Employee medical care for Dawu Group employees has been built up over a gradual process, from partial reimbursement to free for all. In 2016 the Supervisory Board decided that all employees of the Group who paid union dues as well as the company’s retired employees were entitled to medical care. In January 2018 the official implementation of free medical care for all employees was put in place, and together, the union, Dawu Hospital, Human Resources Department, Finance Department, Legal Department formed the management committee for free health care.

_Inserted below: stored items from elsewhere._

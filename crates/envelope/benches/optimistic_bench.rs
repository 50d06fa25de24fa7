//! Criterion benchmarks for the optimistic-value LP.
//! Focus sizes: S in {3, 8}, known pairs in {10, 50, 200} (corners always included).

use criterion::{criterion_group, criterion_main, BatchSize, BenchmarkId, Criterion};
use envelope::sample::{draw_simplex_points, HyperplaneCfg, ReplayToken};
use envelope::{compute_optimistic_value, envelope_value, simplex_corner_vertices, Vertex};

fn known_pairs(s: usize, count: usize, seed: u64) -> Vec<Vertex> {
    let tok = ReplayToken::new(seed, 0);
    let hs = envelope::sample::draw_hyperplanes(HyperplaneCfg::default(), s, 6, tok);
    let mut known = simplex_corner_vertices(&hs).unwrap();
    for p in draw_simplex_points(s, count, tok.next_index()) {
        let value = envelope_value(&hs, &p).unwrap();
        known.push(Vertex::new(p, value));
    }
    known
}

fn bench_optimistic(c: &mut Criterion) {
    let mut group = c.benchmark_group("compute_optimistic_value");
    for &s in &[3usize, 8] {
        for &count in &[10usize, 50, 200] {
            let known = known_pairs(s, count, 44);
            group.bench_with_input(BenchmarkId::new(format!("S{s}"), count), &known, |b, known| {
                b.iter_batched(
                    || draw_simplex_points(s, 1, ReplayToken::new(45, 0)).remove(0),
                    |p| {
                        let _bound = compute_optimistic_value(&p, known).unwrap();
                    },
                    BatchSize::SmallInput,
                )
            });
        }
    }
    group.finish();
}

criterion_group!(benches, bench_optimistic);
criterion_main!(benches);
//! Basic types: hyperplanes over the simplex, vertex/value pairs, tolerances.
//!
//! - `Hyperplane`: linear functional `x ↦ α·x` on the S-simplex (an alpha-vector).
//! - `Vertex`: a simplex point with the envelope value found there.
//! - `EnvelopeCfg`: tolerances used by the vertex search.

use nalgebra::DVector;

use crate::cfg::{FEAS_EPS, RANK_EPS};
use crate::error::{EnvelopeError, Result};

/// Vertex-search configuration (tolerances).
#[derive(Clone, Copy, Debug)]
pub struct EnvelopeCfg {
    /// Coordinates in `[-eps_feas, 1 + eps_feas]` are accepted and clamped into `[0,1]`.
    ///
    /// Clamping is per coordinate, so an accepted point's sum can drift off 1
    /// by up to `S · eps_feas`.
    pub eps_feas: f64,
    /// Rank cutoff handed to the default SVD solver.
    pub eps_rank: f64,
}

impl Default for EnvelopeCfg {
    fn default() -> Self {
        Self {
            eps_feas: FEAS_EPS,
            eps_rank: RANK_EPS,
        }
    }
}

/// Linear functional over the probability simplex, one coefficient per state.
///
/// Invariants:
/// - Coefficients are fixed after construction (no mutable access).
#[derive(Clone, Debug, PartialEq)]
pub struct Hyperplane {
    coeffs: DVector<f64>,
}

impl Hyperplane {
    #[inline]
    pub fn new(coeffs: DVector<f64>) -> Self {
        Self { coeffs }
    }
    #[inline]
    pub fn from_slice(coeffs: &[f64]) -> Self {
        Self::new(DVector::from_column_slice(coeffs))
    }
    #[inline]
    pub fn coeffs(&self) -> &DVector<f64> {
        &self.coeffs
    }
    /// Number of states S.
    #[inline]
    pub fn dim(&self) -> usize {
        self.coeffs.len()
    }
    /// Value `α·p` at a simplex point.
    #[inline]
    pub fn eval(&self, p: &DVector<f64>) -> f64 {
        self.coeffs.dot(p)
    }
}

impl From<Vec<f64>> for Hyperplane {
    fn from(coeffs: Vec<f64>) -> Self {
        Self::new(DVector::from_vec(coeffs))
    }
}

/// A simplex point paired with the envelope value computed there.
///
/// The value is relative to whichever hyperplanes produced it.
#[derive(Clone, Debug, PartialEq)]
pub struct Vertex {
    pub point: DVector<f64>,
    pub value: f64,
}

impl Vertex {
    #[inline]
    pub fn new(point: DVector<f64>, value: f64) -> Self {
        Self { point, value }
    }
    #[inline]
    pub fn dim(&self) -> usize {
        self.point.len()
    }
}

/// Pointwise maximum `max_α α·p`; `None` for an empty set.
pub fn envelope_value(hyperplanes: &[Hyperplane], p: &DVector<f64>) -> Option<f64> {
    hyperplanes.iter().map(|h| h.eval(p)).reduce(f64::max)
}

/// The S simplex corners `e_i` with their envelope values `max_α α_i`.
///
/// These are the corners the vertex search assumes the caller already has.
/// Returns an empty list for an empty set.
pub fn simplex_corner_vertices(hyperplanes: &[Hyperplane]) -> Result<Vec<Vertex>> {
    let Some(first) = hyperplanes.first() else {
        return Ok(Vec::new());
    };
    let s = first.dim();
    ensure_dim(hyperplanes, s)?;
    Ok((0..s)
        .map(|i| {
            let value = hyperplanes
                .iter()
                .map(|h| h.coeffs[i])
                .fold(f64::NEG_INFINITY, f64::max);
            Vertex::new(DVector::from_fn(s, |r, _| if r == i { 1.0 } else { 0.0 }), value)
        })
        .collect())
}

pub(crate) fn ensure_dim(hyperplanes: &[Hyperplane], s: usize) -> Result<()> {
    match hyperplanes.iter().find(|h| h.dim() != s) {
        Some(h) => Err(EnvelopeError::DimensionMismatch {
            expected: s,
            found: h.dim(),
        }),
        None => Ok(()),
    }
}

The two highlights of the “constitutional labor-capital republic” of the Dawu Group are the collective ownership of the family’s private property rights and the formation of a community of interest aligned with the ownership of the employee labor force, and the formation of oversight of the board’s decision-making power and the board’s operational powers; the second is that the board is directly elected by the employees, and the employees form a direct limitation on the board. These two institutional constructions have resolved the fundamental conflict of interest between workers and owners, forming a close community of interest and common cause between labor and management.
A brief academic commentary
As a scholar with 41 years of academic history, especially as a labor and labor relations scholar, I can responsibly say that Sun Dawu is not only an entrepreneur, but also a thinker. Moreover, he is an exemplary figure who has put his beliefs into practice. He’s been an avid consumer of philosophy, economics, management, political science, sociology, and history, and his knowledge comes from practice and is put back into practice and grounded in institution-building. This is true life wisdom. His unique practice of “constitutional labor-capital republic” and “open governance and co-prosperity” in a private corporate system has absorbed the essence of traditional Chinese culture and advanced foreign corporate management culture, and to a large extent, avoided drawbacks associated with the so-called collective ownership and family private system. At the same time, it is committed to the goal of a win-win labor-management and community republic. This is not only a significant innovation for China, but a kind rarely seen around the world.
To ruin Sun Dawu and destroy the Dawu Group would really mean the reckless destruction of a thriving, self-governing community, a brutal demolition of a national and popular treasure. Such an act will surely incur historical punishment.